As creative luminaries Alfred Hitchcock and Sir Mix-a-Lot have demonstrated, a great end is crucial to quality art. Allied does not have a great end. It has a dumpy, problematic back half that nobody should watch and few will enjoy, even if it belongs to Brad Pitt and Marion Cotillard. Director Robert Zemeckis has made a movie that feels like someone fell asleep watching Casablanca and then told everyone, in painstaking detail, about a lame dream they had that night.

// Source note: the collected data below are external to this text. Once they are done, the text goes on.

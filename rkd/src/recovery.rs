//! Bringing workloads back after the daemon (re)starts.
//!
//! The coordinator compares what each workload was asked to be (desired state and
//! restart policy) with what the workload manager reports, and only ever resumes.

use std::time::Duration;

use async_trait::async_trait;
use tokio::time::{Instant, sleep};
use tracing::{debug, info, warn};

use common::{DesiredState, RestartPolicy, WorkloadSnapshot, WorkloadState, WorkloadStatus};

use crate::error::{RecoveryError, WorkloadFailure};

/// The workload manager as seen from the supervisor. Calls are idempotent and
/// must be safe when no workloads exist.
#[async_trait]
pub trait WorkloadManager: Send + Sync {
    async fn list_workloads(&self) -> anyhow::Result<Vec<WorkloadSnapshot>>;

    async fn resume(&self, id: &str) -> anyhow::Result<()>;

    async fn inspect(&self, id: &str) -> anyhow::Result<WorkloadState>;
}

#[derive(Debug, Clone, Copy, PartialEq, Eq)]
pub enum RecoveryAction {
    Resume,
    LeavePaused,
    LeaveStopped,
}

/// What recovery does with one workload.
pub fn plan(snapshot: &WorkloadSnapshot) -> RecoveryAction {
    match (snapshot.desired, snapshot.restart_policy) {
        (DesiredState::Paused, _) => RecoveryAction::LeavePaused,
        (DesiredState::Stopped, _) | (_, RestartPolicy::Never) => RecoveryAction::LeaveStopped,
        (DesiredState::Running, RestartPolicy::Always) => RecoveryAction::Resume,
        (DesiredState::Running, RestartPolicy::OnFailure) => {
            if snapshot.exited_with_failure() {
                RecoveryAction::Resume
            } else {
                RecoveryAction::LeaveStopped
            }
        }
    }
}

#[derive(Debug, Clone, Default, PartialEq, Eq)]
pub struct RecoveryReport {
    pub resumed: Vec<String>,
    pub left_paused: Vec<String>,
    pub left_stopped: Vec<String>,
    pub failed: Vec<WorkloadFailure>,
}

impl RecoveryReport {
    pub fn is_complete(&self) -> bool {
        self.failed.is_empty()
    }

    /// The per-workload failures as an error, if there were any.
    pub fn incomplete(&self) -> Option<RecoveryError> {
        (!self.failed.is_empty()).then(|| RecoveryError::Incomplete(self.failed.clone()))
    }
}

#[derive(Debug, Clone)]
pub struct RecoveryCoordinator {
    list_timeout: Duration,
    list_interval: Duration,
    resume_timeout: Duration,
    inspect_interval: Duration,
}

impl Default for RecoveryCoordinator {
    fn default() -> Self {
        RecoveryCoordinator {
            list_timeout: Duration::from_secs(10),
            list_interval: Duration::from_millis(200),
            resume_timeout: Duration::from_secs(10),
            inspect_interval: Duration::from_millis(200),
        }
    }
}

impl RecoveryCoordinator {
    pub fn new() -> Self {
        Self::default()
    }

    pub fn with_list_timeout(mut self, timeout: Duration, interval: Duration) -> Self {
        self.list_timeout = timeout;
        self.list_interval = interval;
        self
    }

    pub fn with_resume_timeout(mut self, timeout: Duration, interval: Duration) -> Self {
        self.resume_timeout = timeout;
        self.inspect_interval = interval;
        self
    }

    /// Runs one recovery pass. Per-workload failures are collected in the report;
    /// only an empty listing that never fills up is an error.
    pub async fn reconcile(
        &self,
        manager: &dyn WorkloadManager,
    ) -> Result<RecoveryReport, RecoveryError> {
        let workloads = self.list_settled(manager).await?;
        let mut report = RecoveryReport::default();

        for workload in workloads {
            let id = workload.id.clone();
            match plan(&workload) {
                RecoveryAction::LeavePaused => {
                    debug!(workload = %id, "leaving paused workload untouched");
                    report.left_paused.push(id);
                }
                RecoveryAction::LeaveStopped => {
                    debug!(
                        workload = %id,
                        desired = %workload.desired,
                        policy = %workload.restart_policy,
                        "workload stays stopped"
                    );
                    report.left_stopped.push(id);
                }
                RecoveryAction::Resume => match self.resume_one(manager, &id).await {
                    Ok(()) => {
                        info!(workload = %id, "workload resumed");
                        report.resumed.push(id);
                    }
                    Err(reason) => {
                        warn!(workload = %id, %reason, "failed to resume workload");
                        report.failed.push(WorkloadFailure { id, reason });
                    }
                },
            }
        }

        if let Some(incomplete) = report.incomplete() {
            warn!("{incomplete}");
        }
        Ok(report)
    }

    /// Lists workloads, retrying while the manager is still catching up.
    async fn list_settled(
        &self,
        manager: &dyn WorkloadManager,
    ) -> Result<Vec<WorkloadSnapshot>, RecoveryError> {
        let deadline = Instant::now() + self.list_timeout;
        loop {
            match manager.list_workloads().await {
                Ok(workloads) if !workloads.is_empty() => return Ok(workloads),
                Ok(_) => debug!("workload manager reports no workloads yet"),
                Err(e) => debug!(error = %e, "listing workloads failed, retrying"),
            }
            if Instant::now() >= deadline {
                return Err(RecoveryError::ListTimeout(self.list_timeout));
            }
            sleep(self.list_interval).await;
        }
    }

    async fn resume_one(&self, manager: &dyn WorkloadManager, id: &str) -> Result<(), String> {
        let deadline = Instant::now() + self.resume_timeout;

        // A workload whose process is already gone is resumed like any other.
        while let Err(e) = manager.resume(id).await {
            if Instant::now() >= deadline {
                return Err(format!("resume failed: {e:#}"));
            }
            debug!(workload = %id, error = %e, "resume failed, retrying");
            sleep(self.inspect_interval).await;
        }

        let mut last_seen = None;
        loop {
            match manager.inspect(id).await {
                Ok(state) if state.status == WorkloadStatus::Running => return Ok(()),
                Ok(state) => last_seen = Some(state.status),
                Err(e) => debug!(workload = %id, error = %e, "inspect failed"),
            }
            if Instant::now() >= deadline {
                return Err(match last_seen {
                    Some(status) => format!(
                        "still {status} {:?} after resume",
                        self.resume_timeout
                    ),
                    None => format!("not observed within {:?} after resume", self.resume_timeout),
                });
            }
            sleep(self.inspect_interval).await;
        }
    }
}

Pitt plays Max Vatan, a Canadian who is a perfect spy because he has no defining characteristics that call attention to him. Cotillard plays Marianne Beauséjour, a French spy who partners with Max to gun down a Nazi in the film’s modestly interesting first half. After some great sex in the middle of a sandstorm, the pair leave French Morocco, get hitched and produce offspring. Well, she produces offspring, he mostly makes a stupid face that looks like fart contemplation while she does the hard work during a German air raid.
Later, he’s still working with the British against the Nazis and gets understandably bummed when he is told that the lady he thinks is Marianne may not actually be her at all: She may be a secret German spy who is leaking allied secrets. Instead of trusting his wife, talking to his wife, following the government’s plan to investigate his wife or generally doing anything respectful towards his wife, Max goes honkin’ bonkers. He steals planes and interrogates horribly injured soldiers, not because he fears he’s contributed to the greater Nazi scheme but because he may have been deceived…by a lady!
Allied is a reinforcement, intentional or not, of the bullshit men’s rights activist logic that women are inherently distrustful. Were it not a vile cautionary tale about the dangers inherent in trusting a wife beyond baby-making, it would only have been boring and inert. Because it’s both things, it goes from being a waste of time to a fried slice of crap. Writer Steven Knight likely thought he was winding up a tense romantic thriller and would bristle at some of the implications mentioned. Bristle away, buddy, that’s still exactly what you wrote here.
He’s not alone in the blame though. Cotillard and Pitt are famously rumored to have banged a gong in real life during the filming of this movie. Having watched it, that seems more like a lie spread in order to distract from the palpable lack of chemistry between the two on screen. Thinking more about it, the sandstorm that whips around the car as Max and Marianne engage in full Beauséjour seems more like a way to obscure the carnal recreations than to sex them up. Well played!
Weak and limp as a romantic thriller, problematic as a husband/wife narrative and wholly negligible as a Nazi-era spy piece, Allied wants so badly to capture older audiences, it puts its final credits in easy-to-read, oversized print. Young, old or otherwise, Allied isn’t much for anybody, at least those with any interest in things that are, you know, good.